Bitcoin was falling and other cryptocurrencies were mixed on Friday. The crypto sector could be set for a further drop after its recent strong rally, according to analysts.
Bitcoin was down 2.4% over the past 24 hours early on Friday, at around $115,559 sharply down from its 24-hour high of above $119,000. The world’s largest cryptocurrency hit a record high of $123,166 last week amid excitement over crypto-related legislation championed by the Trump administration.
“A reversal to growth will be needed to stop the build-up of pessimism for the entire crypto market, where corrective sentiment is intensifying,” wrote Alex Kuptsikevich, FxPro chief market analyst, in a research note. “If we look only at BTCUSD, a decline to $111K—the area of previous peaks—fits well into the pattern of a corrective pullback.”
Other large cryptocurrencies were mixed, with Ether rising 0.8%, XRP falling 1.1%, and Solana down 3.8%. Memecoin Dogecoin was down 4.1%.

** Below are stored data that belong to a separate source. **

//! homewidget: preview the home-screen widget from a shared container.
//!
//! Run with:  `RUST_LOG=debug homewidget ./container medium --watch`
//!
//! Arguments (any order):
//! - a container directory (default: `$HOMEWIDGET_CONTAINER`, then
//!   `$XDG_DATA_HOME/homewidget/<group>`)
//! - `small`, `medium`, `large` or `all` (default: `all`)
//! - `--watch` to re-render whenever the container changes

use anyhow::{bail, Result};
use hw_core::SizeClass;
use hw_store::{EntryProvider, FileStore, StoreWatcher};
use serde_json::{json, Map, Value};
use std::path::PathBuf;
use tracing::{info, warn};
use tracing_subscriber::EnvFilter;

const DEFAULT_GROUP: &str = "group.com.example.superhomewidget";

#[derive(Debug)]
struct Args {
    container: PathBuf,
    sizes:     Vec<SizeClass>,
    watch:     bool,
}

impl Args {
    fn parse(raw: impl Iterator<Item = String>) -> Result<Self> {
        let mut container = None;
        let mut sizes = SizeClass::ALL.to_vec();
        let mut watch = false;

        for arg in raw {
            match arg.as_str() {
                "--watch" | "-w" => watch = true,
                "all" => sizes = SizeClass::ALL.to_vec(),
                flag if flag.starts_with('-') => bail!("unknown flag '{flag}'"),
                other => match other.parse::<SizeClass>() {
                    Ok(size) => sizes = vec![size],
                    Err(_) if container.is_none() => container = Some(PathBuf::from(other)),
                    Err(e) => bail!(e),
                },
            }
        }

        Ok(Self {
            container: container.unwrap_or_else(default_container),
            sizes,
            watch,
        })
    }
}

/// Container directory, honouring `$HOMEWIDGET_CONTAINER` and `$XDG_DATA_HOME`.
fn default_container() -> PathBuf {
    if let Ok(dir) = std::env::var("HOMEWIDGET_CONTAINER") {
        return PathBuf::from(dir);
    }
    let base = std::env::var("XDG_DATA_HOME")
        .map(PathBuf::from)
        .unwrap_or_else(|_| {
            let home = std::env::var("HOME").unwrap_or_else(|_| ".".to_string());
            PathBuf::from(home).join(".local").join("share")
        });
    base.join("homewidget").join(DEFAULT_GROUP)
}

fn render(store: &FileStore, sizes: &[SizeClass]) -> Value {
    let provider = EntryProvider::new(store);
    let mut out = Map::new();

    for &size in sizes {
        let timeline = provider.timeline(size);
        let Some(entry) = timeline.entries.first() else {
            warn!("Empty timeline for {size} widget.");
            continue;
        };
        let layout = hw_renderer::render(size, &entry.content, &entry.style, entry.date);
        out.insert(
            size.key().to_string(),
            json!({
                "nextRefresh": timeline.next_refresh,
                "style":       entry.style,
                "layout":      layout,
            }),
        );
    }

    Value::Object(out)
}

fn print(store: &FileStore, sizes: &[SizeClass]) -> Result<()> {
    let value = render(store, sizes);
    println!("{}", serde_json::to_string_pretty(&value)?);
    Ok(())
}

#[tokio::main]
async fn main() -> Result<()> {
    // Structured logging; RUST_LOG controls verbosity (default: info).
    tracing_subscriber::fmt()
        .with_env_filter(
            EnvFilter::try_from_default_env().unwrap_or_else(|_| EnvFilter::new("info")),
        )
        .with_writer(std::io::stderr)
        .init();

    info!("homewidget v{} starting", env!("CARGO_PKG_VERSION"));

    let args = Args::parse(std::env::args().skip(1))?;
    let store = FileStore::open(&args.container)?;
    info!("Reading shared container: {}", store.dir().display());

    print(&store, &args.sizes)?;
    if !args.watch {
        return Ok(());
    }

    let (_watcher, mut changes) = StoreWatcher::spawn(store.dir());
    loop {
        tokio::select! {
            change = changes.recv() => {
                if change.is_none() {
                    break;
                }
                info!("Container changed; re-rendering.");
                print(&store, &args.sizes)?;
            }
            _ = tokio::signal::ctrl_c() => {
                info!("Interrupted.");
                break;
            }
        }
    }

    Ok(())
}
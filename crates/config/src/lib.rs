pub mod defaults;
pub mod document;
pub mod resolve;
pub mod schema;

pub use document::{RawDocument, Section};
pub use resolve::{refresh_interval, resolve};
pub use schema::{StyleConfig, DEFAULT_STYLE, LIQUID_GLASS_STYLE};

use hw_core::{Result, WidgetError};

/// Decode a config document from its stored JSON bytes.
///
/// Fails when the bytes are not JSON or the top level is not an object; the
/// caller decides whether that means "use defaults".
pub fn parse(bytes: &[u8]) -> Result<RawDocument> {
    let value: serde_json::Value = serde_json::from_slice(bytes)?;
    RawDocument::from_value(value)
        .ok_or_else(|| WidgetError::Config("top-level value is not an object".to_string()))
}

“We observe that the recent drop in Bitcoin dominance to around 59-61%… suggests capital rotation into altcoins like Ethereum, XRP, Solana, and BNB, which have posted gains of 20-40% recently,” wrote Ryan Lee, chief analyst at Bitget Research. “For momentum to sustain into mid-to-late Q3, we need Bitcoin dominance to fall below 60% consistently, and rising funding rates without excessive leverage.”
Crypto-related stocks were suffering Friday. MicroStrategy was down 2.6% in premarket trading, a day after outlining its plans for a preferred stock offering to raise more money to buy Bitcoin. Cryptocurrency exchange Coinbase Global was down 1.8% and Robinhood Markets was falling 1%.
For future catalysts, crypto investors are looking to lawmakers. President Donald Trump signed the Genius Act into law last Friday, establishing a framework for federal regulation of so-called stablecoins. The focus is now on the Clarity Act, which addresses the question of whether cryptos are commodities or securities, and what regulator would oversee them. The legislation still needs to pass the Senate.